Letter to the Editor
VEGF165 Gene-Mediated Arteriogenesis and Cardioprotection in Large Mammals With Acute Myocardial Infarction. Confirmation of Previous Results From Other Authors
To the Editor:
In a recent article, Ferrarini et al1 report that direct intramyocardial transfer of the human vascular endothelial growth factor (VEGF) 165 gene in dogs with acute myocardial infarction exerts a beneficial effect by enhancing both arteriologenesis and cardiomyocyte viability in the infarcted myocardium.
With regard to the arteriogenic effects of the VEGF gene in large mammalian models of ischemic heart disease, we have previously demonstrated that the direct intramyocardial injection of a plasmid encoding human VEGF165 in pigs with Ameroid-induced circumflex artery occlusion2 (a model which combines myocardial infarction with peri-infarct ischemia) promotes a remarkable proliferation of arterioles measuring 8 to 50 um in diameter.

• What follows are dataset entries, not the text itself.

use anyhow::{Context, Result, bail};
use clap::Parser;
use plant_advisor::{
    AnalysisPhase, ChatRejection, Client, Config, Controller, PlantAnalysis, Role,
    StaleResponsePolicy, config, image_from_file,
};
use std::io::Write;
use std::path::PathBuf;
use std::time::Duration;
use tokio::io::{AsyncBufReadExt, BufReader};
use tracing::info;

#[derive(Parser, Debug)]
#[command(author, version, about, long_about = None)]
#[command(propagate_version = true)]
struct Cli {
    /// Gemini API key (falls back to API_KEY when unset).
    #[arg(long, global = true, env = config::API_KEY_VAR, hide_env_values = true)]
    api_key: Option<String>,
    /// Model name (gemini-2.5-flash when unset).
    #[arg(long, global = true, env = config::MODEL_VAR)]
    model: Option<String>,
    /// API host, e.g. a proxy.
    #[arg(long, global = true, env = config::BASE_URL_VAR)]
    base_url: Option<String>,
    /// Whole-request timeout in seconds.
    #[arg(long, global = true, env = config::TIMEOUT_VAR)]
    timeout: Option<u64>,
    /// Connect timeout in seconds.
    #[arg(long, global = true, env = config::CONNECT_TIMEOUT_VAR)]
    connect_timeout: Option<u64>,
    /// Which analysis response to keep when a newer image was selected
    /// (last-resolved-wins or latest-request-wins).
    #[arg(long, global = true, env = config::STALE_POLICY_VAR)]
    stale_policy: Option<StaleResponsePolicy>,
    #[command(subcommand)]
    command: Commands,
}

#[derive(clap::Subcommand, Debug)]
enum Commands {
    /// Identify the plant in a photo and print care advice.
    Analyze {
        image: PathBuf,
        /// Print the analysis as JSON instead of text.
        #[arg(long)]
        json: bool,
        /// Continue into a chat session after the analysis.
        #[arg(long)]
        chat: bool,
    },
    /// Chat with the gardening assistant. An empty line or Ctrl-D exits.
    Chat,
}

impl Cli {
    fn config(&self) -> Config {
        let mut config = Config::from_env();
        if let Some(api_key) = &self.api_key {
            config.api_key = api_key.trim().to_string();
        }
        if let Some(model) = &self.model {
            config.model = model.clone();
        }
        if let Some(base_url) = &self.base_url {
            config.base_url = base_url.clone();
        }
        if let Some(secs) = self.timeout {
            config.timeout = Some(Duration::from_secs(secs));
        }
        if let Some(secs) = self.connect_timeout {
            config.connect_timeout = Some(Duration::from_secs(secs));
        }
        if let Some(policy) = self.stale_policy {
            config.stale_response_policy = policy;
        }
        config
    }
}

#[tokio::main]
async fn main() -> Result<()> {
    dotenvy::dotenv().ok();

    // RUST_LOG=plant_advisor=debug for request-level logs
    tracing_subscriber::fmt()
        .with_env_filter(tracing_subscriber::EnvFilter::from_default_env())
        .with_writer(std::io::stderr)
        .init();

    let cli = Cli::parse();
    let config = cli.config();
    if !config.has_credential() {
        tracing::warn!("No API key configured; requests will be rejected");
    }
    info!("Using model {}", config.model);

    let client = config.client().context("Failed to build API client")?;
    let controller = Controller::with_state(client, config.session());

    match cli.command {
        Commands::Analyze { image, json, chat } => {
            analyze(&controller, image, json).await?;
            if chat {
                chat_loop(&controller).await?;
            }
        }
        Commands::Chat => chat_loop(&controller).await?,
    }

    Ok(())
}

async fn analyze(controller: &Controller<Client>, path: PathBuf, json: bool) -> Result<()> {
    let image = image_from_file(&path)
        .await
        .with_context(|| format!("Could not load {}", path.display()))?;

    eprintln!("Analyzing {}...", path.display());
    controller.select_image(image).await;

    let state = controller.snapshot().await;
    match (state.analysis_phase(), state.analysis(), state.error()) {
        (AnalysisPhase::Success, Some(analysis), _) => {
            if json {
                println!("{}", serde_json::to_string_pretty(analysis)?);
            } else {
                print!("{}", render_analysis(analysis));
            }
            Ok(())
        }
        (_, _, Some(error)) => bail!("{error}"),
        (phase, _, _) => bail!("analysis did not settle (phase: {phase:?})"),
    }
}

fn render_analysis(analysis: &PlantAnalysis) -> String {
    let care = &analysis.care_instructions;
    let mut out = format!("{}\n\n", analysis.plant_name);
    out.push_str("Care Instructions\n");
    out.push_str(&format!("  Watering: {}\n", care.watering));
    out.push_str(&format!("  Sunlight: {}\n", care.sunlight));
    out.push_str(&format!("  Soil:     {}\n\n", care.soil));
    out.push_str(&format!("Current Condition\n  {}\n\n", analysis.current_condition));
    out.push_str("Recommended Next Steps\n");
    for (i, step) in analysis.next_steps.iter().enumerate() {
        out.push_str(&format!("  {}. {}\n", i + 1, step));
    }
    out.push_str(&format!(
        "\nEstimated Price in Dubai\n  {}\n",
        analysis.estimated_price_aed
    ));
    out
}

async fn chat_loop(controller: &Controller<Client>) -> Result<()> {
    if let Some(greeting) = controller.snapshot().await.chat_history().last() {
        println!("{}: {}", greeting.role, greeting.text);
    }

    let mut lines = BufReader::new(tokio::io::stdin()).lines();
    loop {
        print!("you: ");
        std::io::stdout().flush()?;

        let Some(line) = lines.next_line().await? else {
            break;
        };
        match controller.send_message(&line).await {
            Ok(()) => {}
            Err(ChatRejection::Empty) => break,
            Err(ChatRejection::Busy) => continue,
        }

        let state = controller.snapshot().await;
        if let Some(reply) = state.chat_history().last().filter(|m| m.role == Role::Model) {
            println!("{}: {}", reply.role, reply.text);
        }
    }
    Ok(())
}

#[cfg(test)]
mod tests {
    use super::*;
    use plant_advisor::CareInstructions;

    #[test]
    fn test_cli_parses_analyze() {
        let cli = Cli::try_parse_from(["plant-advisor", "analyze", "fern.jpg", "--json"]).unwrap();
        match cli.command {
            Commands::Analyze { image, json, chat } => {
                assert_eq!(image, PathBuf::from("fern.jpg"));
                assert!(json);
                assert!(!chat);
            }
            Commands::Chat => panic!("expected analyze"),
        }
    }

    #[test]
    fn test_cli_flags_override_config() {
        let cli = Cli::try_parse_from([
            "plant-advisor",
            "chat",
            "--api-key",
            " abc ",
            "--model",
            "gemini-2.5-pro",
            "--timeout",
            "30",
            "--connect-timeout",
            "5",
            "--stale-policy",
            "latest-request-wins",
        ])
        .unwrap();
        let config = cli.config();
        assert_eq!(config.api_key, "abc");
        assert_eq!(config.model, "gemini-2.5-pro");
        assert_eq!(config.timeout, Some(Duration::from_secs(30)));
        assert_eq!(config.connect_timeout, Some(Duration::from_secs(5)));
        assert_eq!(
            config.stale_response_policy,
            StaleResponsePolicy::LatestRequestWins
        );
        assert_eq!(
            config.session().policy(),
            StaleResponsePolicy::LatestRequestWins
        );
    }

    #[test]
    fn test_cli_rejects_unknown_stale_policy() {
        let result = Cli::try_parse_from(["plant-advisor", "chat", "--stale-policy", "newest"]);
        assert!(result.is_err());
    }

    #[test]
    fn test_cli_args_declare_env_fallbacks() {
        use clap::CommandFactory;
        let command = Cli::command();
        let env_of = |id: &str| {
            command
                .get_arguments()
                .find(|arg| arg.get_id() == id)
                .and_then(|arg| arg.get_env())
                .map(|env| env.to_string_lossy().into_owned())
        };
        assert_eq!(env_of("api_key").as_deref(), Some(config::API_KEY_VAR));
        assert_eq!(env_of("stale_policy").as_deref(), Some(config::STALE_POLICY_VAR));
        assert_eq!(
            env_of("connect_timeout").as_deref(),
            Some(config::CONNECT_TIMEOUT_VAR)
        );
    }

    #[test]
    fn test_render_analysis_numbers_steps() {
        let analysis = PlantAnalysis {
            plant_name: "Snake Plant".to_string(),
            care_instructions: CareInstructions {
                watering: "Every 2-3 weeks".to_string(),
                sunlight: "Low to bright indirect".to_string(),
                soil: "Cactus mix".to_string(),
            },
            current_condition: "Healthy".to_string(),
            next_steps: vec!["Dust leaves".to_string(), "Repot in spring".to_string()],
            estimated_price_aed: "AED 40 - 90".to_string(),
        };
        let text = render_analysis(&analysis);
        assert!(text.starts_with("Snake Plant\n"));
        assert!(text.contains("  1. Dust leaves\n  2. Repot in spring\n"));
        assert!(text.contains("AED 40 - 90"));
    }
}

In addition to this effect, VEGF165 gene substantially increased the mitotic index of adult cardiomyocytes3 and induces cardiomyocyte hyperplasia4 at 35 days posttreatment. So, the supposition of Ferrarini et al that “… VEGF might have an effect on resident cells, either by protecting the differentiated cardiomyocytes from apoptosis or by promoting their proliferation”, is likely true.
Moreover, in a study published concomitantly with Ferrarini’s article (and therefore not available at the time of resubmission), we showed that in sheep with acute myocardial infarction, in addition to the increase in adult cardiomyocyte mitosis, VEGF165 gene transfer increased the number myoblasts in the peri-infarct zone5 at 10 days after occlusion. Most of these precursors were undergoing mitosis and even cytokinesis. Consequently, Ferrarini’s speculation that “VEGF might have a role in the recruitment or activation of a putative population of cardiac stem cells, which could contribute to tissue repair after the onset of ischemia” is most probably a fact.
Besides confirming our previous observations, Ferrarini’s results extend them by showing that the protective effects of VEGF are active even when injecting the gene 4 hours after the infarct, which may be of uppermost clinical relevance, by showing the upregulation of VEGF receptors expression, and by demonstrating the feasibility, safety and efficiency of the use of an adeno-associated virus for VEGF165 gene vectoring in this setting.
We must disagree, however, with Ferrarini’s statement that “This is the first evidence that a VEGF-based gene therapy approach might be of important therapeutic value in the early phases of acute myocardial infarction and that its beneficial effect extends beyond the well-known angiogenic properties of VEGF”.
Ferrarini M, Arsic N, Recchia FA, Zentilin L, Zacchigna S, Xu X, Linke A, Giacca M, Hintze TH. Adeno-associated virus-mediated tansduction of VEGF165 improves cardiac tissue viability and functional recovery after permanent coronary occlusion in conscious dogs. Circ Res. 2006; 98: 954–961.
Crottogini A, Meckert PC, Vera Janavel G, Lascano E, Negroni J, Del Valle H, Dulbecco E, Werba P, Cuniberti L, Martinez V, De Lorenzi A, Telayna J, Mele A, Fernandez JL, Marangunich L, Criscuolo M, Capogrossi MC, Laguens R. Arteriogenesis induced by intramyocardial vascular endothelial growth factor 165 gene transfer in chronically ischemic pigs. Hum Gene Ther. 2003; 14: 1307–1318.
Laguens R, Cabeza Meckert P, Vera Janavel G, Del Valle H, Lascano E, Negroni J, Werba P, Cuniberti L, Martinez V, Melo C, Papouchado M, Ojeda R, Criscuolo M, Crottogini A. Entrance in mitosis of adult cardiomyocytes in ischemic pig hearts after plasmid-mediated rhVEGF165 gene transfer. Gene Ther. 2002; 9: 1676–1681.
Laguens R, Cabeza Meckert P, Vera Janavel G, De Lorenzi A, Lascano E, Negroni J, Del Valle H, Cuniberti L, Martinez V, Dulbecco E, Melo C, Fernandez N, Criscuolo M, Crottogini A. Cardiomyocyte hyperplasia after plasmid-mediated vascular endothelial growth factor gene transfer in pigs with chronic myocardial ischemia. J Gene Med. 2004; 6: 222–227.
Vera Janavel G, Crottogini A, Cabeza Meckert P, Cuniberti L, Mele A, Papouchado M, Fernandez N, Bercovich A, Criscuolo M, Melo C, Laguens R. Plasmid-mediated VEGF gene transfer induces cardiomyogenesis and reduces myocardial infarct size in sheep. Gene Ther. 2006; 13: 1133–1142.